Causal inference in Hume

1. The part of Hume's Treatise that we look to when we're interested in his views about causation turns out to be not so much about causation per se, but a discussion of causal reasoning of one form or another. Hume seems to think that the concept or idea of causation figures in this sort of reasoning. What exactly is the idea, and what role, if any, does it play in this reasoning? Hume observes that in order for two objects to be related as cause and effect, they must be successive and contiguous. He goes on to ask,

Shall we then rest contented with these two relations of contiguity and succession, as affording a compleat idea of causation? By no means. An object may be contiguous and prior to another, without being consider'd as its cause. There is a NECESSARY CONNEXION to be taken into consideration; and that relation is of much greater importance, than any of the other two above-mention'd. (T77, 1.3.2.11)1

But what is this necessary connection? Hume's usual empiricist procedure for getting clear on some idea is to examine the impression from which it derives. (Mention copy principle; page references to it.) The sense impressions we have of causally related objects, however, reveal nothing of causal significance beyond contiguity and succession (refs). But Hume does not conclude, as he does in his discussion of the philosophical notion of substance (T222-3), that there is no impression and, in fact, no corresponding idea. Instead, Hume starts “beating about the neighboring fields” (T78) with the aim of finding the missing impression. What we get is a very lengthy discussion of “probable reasoning”.

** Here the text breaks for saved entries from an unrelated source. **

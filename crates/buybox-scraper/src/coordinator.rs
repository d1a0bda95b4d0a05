//! Fans identifiers out across a fixed pool of workers.
//!
//! Each worker task owns its own [`SessionProvider`] and pulls identifiers
//! from a shared queue, running one recovery loop to completion before
//! taking the next. Records flow back over a channel in completion order
//! and are re-associated by identifier.

use std::collections::{HashMap, HashSet};
use std::sync::Arc;
use std::time::Instant;

use buybox_core::{collect_product_ids, ClassifiedRecord, ProductId};
use tokio::sync::{mpsc, Mutex};
use tokio::task::JoinSet;

use crate::error::ScraperError;
use crate::recovery::resolve_one;
use crate::session::SessionProvider;
use crate::settings::ResolverConfig;

/// Entry point for batch resolution.
#[derive(Debug, Clone)]
pub struct Resolver {
    config: Arc<ResolverConfig>,
}

impl Resolver {
    /// # Errors
    ///
    /// Returns [`ScraperError::InvalidBaseUrl`] if the configured marketplace
    /// URL is not an absolute http(s) URL.
    pub fn new(config: ResolverConfig) -> Result<Self, ScraperError> {
        config.validate()?;
        Ok(Self {
            config: Arc::new(config),
        })
    }

    #[must_use]
    pub fn config(&self) -> &ResolverConfig {
        &self.config
    }

    /// Validates raw identifier strings and resolves the valid ones.
    ///
    /// Malformed tokens are dropped without error; the returned map holds one
    /// record per distinct valid identifier.
    pub async fn resolve_raw<I, S>(&self, raw: I) -> HashMap<ProductId, ClassifiedRecord>
    where
        I: IntoIterator<Item = S>,
        S: AsRef<str>,
    {
        let ids = collect_product_ids(raw);
        self.resolve_all(&ids).await
    }

    /// Resolves every identifier in `ids`.
    ///
    /// The result has exactly one entry per distinct identifier. A worker
    /// that dies mid-run cannot drop entries: anything left unresolved is
    /// recorded as needing reprocessing.
    pub async fn resolve_all(&self, ids: &[ProductId]) -> HashMap<ProductId, ClassifiedRecord> {
        let mut seen = HashSet::with_capacity(ids.len());
        let unique: Vec<ProductId> = ids
            .iter()
            .filter(|id| seen.insert(*id))
            .cloned()
            .collect();
        if unique.is_empty() {
            return HashMap::new();
        }

        let started = Instant::now();
        let worker_count = self.config.max_workers.clamp(1, unique.len());
        tracing::info!(
            identifiers = unique.len(),
            workers = worker_count,
            "resolving batch"
        );

        let (job_tx, job_rx) = mpsc::unbounded_channel();
        for id in &unique {
            if job_tx.send(id.clone()).is_err() {
                break;
            }
        }
        drop(job_tx);
        let jobs = Arc::new(Mutex::new(job_rx));

        let (record_tx, record_rx) = mpsc::unbounded_channel();
        let mut workers = JoinSet::new();
        for worker in 0..worker_count {
            let jobs = Arc::clone(&jobs);
            let records = record_tx.clone();
            let config = Arc::clone(&self.config);
            workers.spawn(async move {
                let mut sessions = SessionProvider::new(worker, config.user_agent.clone());
                loop {
                    let next = jobs.lock().await.recv().await;
                    let Some(id) = next else {
                        break;
                    };
                    let record = resolve_one(&id, &mut sessions, &config).await;
                    if records.send(record).is_err() {
                        break;
                    }
                }
                tracing::debug!(
                    worker,
                    sessions = sessions.sessions_built(),
                    "worker finished"
                );
            });
        }
        drop(record_tx);

        let results = gather_records(unique, record_rx, workers).await;

        tracing::info!(
            identifiers = results.len(),
            elapsed_ms = u64::try_from(started.elapsed().as_millis()).unwrap_or(u64::MAX),
            "batch resolved"
        );
        results
    }
}

/// Drains worker output until every sender is gone, then joins the workers.
///
/// Identifiers in `expected` with no record (their worker panicked or was
/// cancelled) are filled in as needing reprocessing.
async fn gather_records(
    expected: Vec<ProductId>,
    mut records: mpsc::UnboundedReceiver<ClassifiedRecord>,
    mut workers: JoinSet<()>,
) -> HashMap<ProductId, ClassifiedRecord> {
    let mut results = HashMap::with_capacity(expected.len());
    while let Some(record) = records.recv().await {
        results.insert(record.id().clone(), record);
    }

    while let Some(joined) = workers.join_next().await {
        if let Err(err) = joined {
            tracing::error!(error = %err, "resolution worker failed");
        }
    }

    for id in expected {
        results.entry(id).or_insert_with_key(|id| {
            tracing::warn!(product_id = %id, "no record produced; marking for reprocessing");
            ClassifiedRecord::needs_reprocess(id.clone())
        });
    }
    results
}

1 See also T87; 1.3.6.3, where Hume speaks of necessary connection as an essential part of the causal relation. Hume is trying to articulate the concept of causation as it figures in causal reasoning or inference. This isn't necessarily to give an analysis of the meaning of the word causation, nor even to specify the content of the corresponding idea. Contrast e.g. Fogelin, 41-2. That's because the word causation, and the idea that according to Hume gives meaning to the word, needn't be the concept that figures in the reasoning. The articulation of the concept as it figures in causal inference is not as beholden to the vagaries of ordinary language.

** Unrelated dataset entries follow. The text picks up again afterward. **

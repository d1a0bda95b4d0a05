//! A single fetch cycle: bounded immediate retries on one session.

use std::time::Duration;

use crate::backoff::{pause, RetryPolicy};
use crate::block::is_blocked;
use crate::error::ScraperError;
use crate::session::Session;

/// Result of a fetch cycle. Transport faults are data here, never errors.
#[derive(Debug, Clone, PartialEq, Eq)]
pub enum FetchOutcome {
    /// A response that did not look like a block.
    Page { status: u16, body: String },
    /// A response matching a soft-block signature.
    Blocked { status: u16, body: String },
    /// No response: connect error, timeout, or unreadable body.
    TransportFailure,
}

impl FetchOutcome {
    /// `true` when there is nothing to inspect: no response or an empty body.
    #[must_use]
    pub fn is_empty(&self) -> bool {
        match self {
            FetchOutcome::Page { body, .. } | FetchOutcome::Blocked { body, .. } => {
                body.is_empty()
            }
            FetchOutcome::TransportFailure => true,
        }
    }

    #[must_use]
    pub fn status(&self) -> Option<u16> {
        match self {
            FetchOutcome::Page { status, .. } | FetchOutcome::Blocked { status, .. } => {
                Some(*status)
            }
            FetchOutcome::TransportFailure => None,
        }
    }
}

/// Performs up to `max_retries + 1` GETs of `url`, returning the first
/// response that is not blocked.
///
/// Between attempts the task sleeps for [`RetryPolicy::attempt_delay`]. When
/// every attempt fails, the last observed outcome is returned and the caller
/// decides what exhaustion means.
pub async fn safe_get(
    session: &Session,
    url: &str,
    timeout: Duration,
    max_retries: u32,
    policy: &RetryPolicy,
) -> FetchOutcome {
    let mut last = FetchOutcome::TransportFailure;

    for attempt in 0..=max_retries {
        match fetch_once(session, url, timeout).await {
            Ok((status, body)) => {
                if !is_blocked(Some(status), &body) {
                    return FetchOutcome::Page { status, body };
                }
                tracing::debug!(url, status, attempt, "possible soft block");
                last = FetchOutcome::Blocked { status, body };
            }
            Err(err) => {
                tracing::debug!(url, attempt, error = %err, "GET failed");
                last = FetchOutcome::TransportFailure;
            }
        }

        if attempt < max_retries {
            pause(policy.attempt_delay(attempt)).await;
        }
    }

    last
}

async fn fetch_once(
    session: &Session,
    url: &str,
    timeout: Duration,
) -> Result<(u16, String), ScraperError> {
    let response = session.client().get(url).timeout(timeout).send().await?;
    let status = response.status().as_u16();
    let body = response.text().await?;
    Ok((status, body))
}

3 Probable reasoning or inference is so called by Hume to contrast with the certainty of demonstrative reasoning found for example in mathematical deduction. Two features of probable reasoning are important for our purposes (T73-4, T89). First, it is the basis for all of our beliefs in unobserved matters of fact, i.e. those that go beyond what is given in current experience or memory. For example, I see footprints, and infer that some creature has walked by recently. Or I notice an egg rolling toward the edge of the table and then predict that it will fall and break on the floor. The second notable feature of probable reasoning is that it involves relations of cause and effect: the footprints are the effect of the animal’s having walked by, the egg breaks because it strikes the floor. No inferences can be made unless the objects in question are taken to be causally related. Without a causal connection between them, a footprint would yield no evidence, justification, or basis for concluding that an animal had passed through. For Hume, probable reasoning is causal reasoning. Hume emphasizes necessary connection as a part of the idea of causation because, I contend, of the justificatory role he sees for it in causal or probable inference. He says,

“…the only [relation], that can be trac’d beyond our senses, and informs us of existences and objects, which we do not see or feel, is causation. This relation, therefore, we shall endeavour to explain fully before we leave the subject of the understanding” (T74b).

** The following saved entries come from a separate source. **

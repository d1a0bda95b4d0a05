//! Seller/shipper extraction from a product detail page.
//!
//! Extraction runs two ordered strategy lists. Seller strategies locate the
//! offer owner and, when the same markup settles it, the shipper. If the
//! shipper is still open, shipper strategies look for operator-shipping
//! signals; failing those, the seller is assumed to ship its own goods.
//! Each strategy is a pure function of the parsed document, so the same
//! markup always produces the same pair.

use std::sync::LazyLock;

use buybox_core::{MerchantInfo, Party};
use scraper::{ElementRef, Html, Selector};

use crate::classify::{is_operator_name, OPERATOR_NAME};

/// Longest display name kept, in characters.
pub const MAX_NAME_CHARS: usize = 80;

/// A fallback seller link with more words than this is page copy, not a name.
const MAX_FALLBACK_WORDS: usize = 6;

const COMBINED_LABELS: [&str; 2] = ["enviado / vendido", "shipped from and sold by"];
const SHIPPED_BY_OPERATOR_PHRASES: [&str; 2] = ["enviado por amazon", "ships from amazon"];

/// Elements whose text never renders.
const NON_VISIBLE_TAGS: [&str; 4] = ["script", "style", "template", "noscript"];

// Constant selectors; `Selector::parse` only fails on malformed CSS.
static MERCHANT_LABEL: LazyLock<Selector> = LazyLock::new(|| {
    Selector::parse(
        r#"div.offer-display-feature-label[offer-display-feature-name="desktop-merchant-info"]"#,
    )
    .expect("valid merchant label selector")
});
static MERCHANT_TEXT: LazyLock<Selector> = LazyLock::new(|| {
    Selector::parse(
        r#"div.offer-display-feature-text[offer-display-feature-name="desktop-merchant-info"]"#,
    )
    .expect("valid merchant text selector")
});
static MERCHANT_LINK: LazyLock<Selector> = LazyLock::new(|| {
    Selector::parse(
        r#"a#sellerProfileTriggerId, a[href*="/gp/help/seller/"], a.offer-display-feature-text-message"#,
    )
    .expect("valid merchant link selector")
});
static MERCHANT_SPAN: LazyLock<Selector> = LazyLock::new(|| {
    Selector::parse("span.offer-display-feature-text-message")
        .expect("valid merchant span selector")
});
static FALLBACK_SELLER_LINKS: LazyLock<Selector> = LazyLock::new(|| {
    Selector::parse(
        "#sellerProfileTriggerId, a[href*='/gp/help/seller/'], .sellerName a, [id*='seller'] a",
    )
    .expect("valid fallback seller selector")
});
static FULFILLMENT_BADGE: LazyLock<Selector> = LazyLock::new(|| {
    Selector::parse(".a-icon-prime, [alt*='Prime'], #primeBadge, .prime-badge")
        .expect("valid fulfillment badge selector")
});

/// A seller located on the page. `shipper` is `Some` when the same markup
/// already settles who ships.
#[derive(Debug, Clone, PartialEq, Eq)]
struct SellerMatch {
    seller: String,
    shipper: Option<String>,
}

impl SellerMatch {
    fn operator() -> Self {
        Self {
            seller: OPERATOR_NAME.to_owned(),
            shipper: Some(OPERATOR_NAME.to_owned()),
        }
    }
}

type SellerStrategy = fn(&Html) -> Option<SellerMatch>;
type ShipperStrategy = fn(&Html) -> Option<String>;

/// Tried in order; the first `Some` wins.
const SELLER_STRATEGIES: [SellerStrategy; 2] = [merchant_info_block, seller_link_fallback];

/// Tried in order when a seller was found but the shipper is still open.
const SHIPPER_STRATEGIES: [ShipperStrategy; 2] = [shipped_by_operator_phrase, fulfillment_badge];

/// Parses `html` and extracts the (seller, shipper) pair.
///
/// Runs synchronously: the parsed document never outlives this call.
#[must_use]
pub fn extract_merchant_info(html: &str) -> MerchantInfo {
    let document = Html::parse_document(html);
    extract(&document)
}

/// Extracts the (seller, shipper) pair from a parsed page.
///
/// Pages with no recognizable offer structure yield
/// [`MerchantInfo::no_offer`], never a guessed value.
#[must_use]
pub fn extract(document: &Html) -> MerchantInfo {
    let Some(found) = SELLER_STRATEGIES
        .iter()
        .find_map(|strategy| strategy(document))
    else {
        return MerchantInfo::no_offer();
    };

    let shipper = found.shipper.unwrap_or_else(|| {
        SHIPPER_STRATEGIES
            .iter()
            .find_map(|strategy| strategy(document))
            .unwrap_or_else(|| found.seller.clone())
    });

    MerchantInfo::new(Party::Named(found.seller), Party::Named(shipper))
}

/// The structured "merchant info" block: a label element paired with a text
/// element holding the merchant name.
fn merchant_info_block(document: &Html) -> Option<SellerMatch> {
    let text_el = document.select(&MERCHANT_TEXT).next()?;
    let merchant = pick_merchant_text(text_el)?;
    if is_operator_name(&merchant) {
        return Some(SellerMatch::operator());
    }

    let label = document
        .select(&MERCHANT_LABEL)
        .next()
        .and_then(clean_text)
        .map(|l| l.to_lowercase())
        .unwrap_or_default();
    let combined = COMBINED_LABELS.iter().any(|phrase| label.contains(phrase));

    Some(SellerMatch {
        shipper: combined.then(|| merchant.clone()),
        seller: merchant,
    })
}

/// Name inside the merchant text block: seller link first, then the
/// message span, then the block's own text.
fn pick_merchant_text(root: ElementRef<'_>) -> Option<String> {
    if let Some(link) = root.select(&MERCHANT_LINK).next() {
        return clean_text(link);
    }
    if let Some(span) = root.select(&MERCHANT_SPAN).next() {
        return clean_text(span);
    }
    clean_text(root)
}

/// Loose scan of seller-link-like elements anywhere on the page.
fn seller_link_fallback(document: &Html) -> Option<SellerMatch> {
    document
        .select(&FALLBACK_SELLER_LINKS)
        .filter_map(clean_text)
        .find(|name| name.split_whitespace().count() <= MAX_FALLBACK_WORDS)
        .map(|name| {
            if is_operator_name(&name) {
                SellerMatch::operator()
            } else {
                SellerMatch {
                    seller: name,
                    shipper: None,
                }
            }
        })
}

/// Explicit "shipped by the operator" wording anywhere in the visible page
/// text.
fn shipped_by_operator_phrase(document: &Html) -> Option<String> {
    let page_text = visible_text(document).to_lowercase();
    SHIPPED_BY_OPERATOR_PHRASES
        .iter()
        .any(|phrase| page_text.contains(phrase))
        .then(|| OPERATOR_NAME.to_owned())
}

/// The operator's fulfillment badge.
fn fulfillment_badge(document: &Html) -> Option<String> {
    document
        .select(&FULFILLMENT_BADGE)
        .next()
        .map(|_| OPERATOR_NAME.to_owned())
}

/// Whitespace-normalized, length-capped text of `element`; `None` when empty.
fn clean_text(element: ElementRef<'_>) -> Option<String> {
    let normalized = normalize_whitespace(element.text());
    let capped: String = normalized.chars().take(MAX_NAME_CHARS).collect();
    let capped = capped.trim_end();
    (!capped.is_empty()).then(|| capped.to_owned())
}

/// Whitespace-normalized text of every node outside script-like elements.
fn visible_text(document: &Html) -> String {
    let fragments = document.root_element().descendants().filter_map(|node| {
        let text = node.value().as_text()?;
        let hidden = node.ancestors().any(|ancestor| {
            ancestor
                .value()
                .as_element()
                .is_some_and(|element| NON_VISIBLE_TAGS.contains(&element.name()))
        });
        (!hidden).then_some(&**text)
    });
    normalize_whitespace(fragments)
}

fn normalize_whitespace<'a>(fragments: impl Iterator<Item = &'a str>) -> String {
    fragments
        .flat_map(str::split_whitespace)
        .collect::<Vec<_>>()
        .join(" ")
}

#[cfg(test)]
#[path = "extract_test.rs"]
mod tests;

Notice that Hume doesn't think that reasoning simply causes or leads us to forming certain beliefs. Rather, it is (or is supposed to) inform us of matters of fact beyond what we have perceived. This suggests that the reasoning potentially amount to justification for the beliefs that it yields. This interpretation receives some corroboration from another passage where Hume says that the causal relation is the only relation that gives "assurance from the existence of action of one object, that 'twas follow'd or preceded by any other existence or action" (T73-4, my emphasis). If causation figures centrally in reasoning that informs and assures us of some conclusions, then it's hard not to think that causation has a role in justifying these conclusions. Shortly thereafter, at T77 quoted above, Hume asserts that necessary connection is the most important element of the idea of causation – presumably, I would add, for its role in probable reasoning. This becomes more explicit later on, when at T165 Hume says that necessary connection is the foundation of our inference from cause to effect. So Hume seems to be

4 advocating the following semantic claim regarding our concept or idea of causation:

(S) Causation includes necessary connection; part of what it means for objects to be related as cause and effect is that a necessary connection holds between them.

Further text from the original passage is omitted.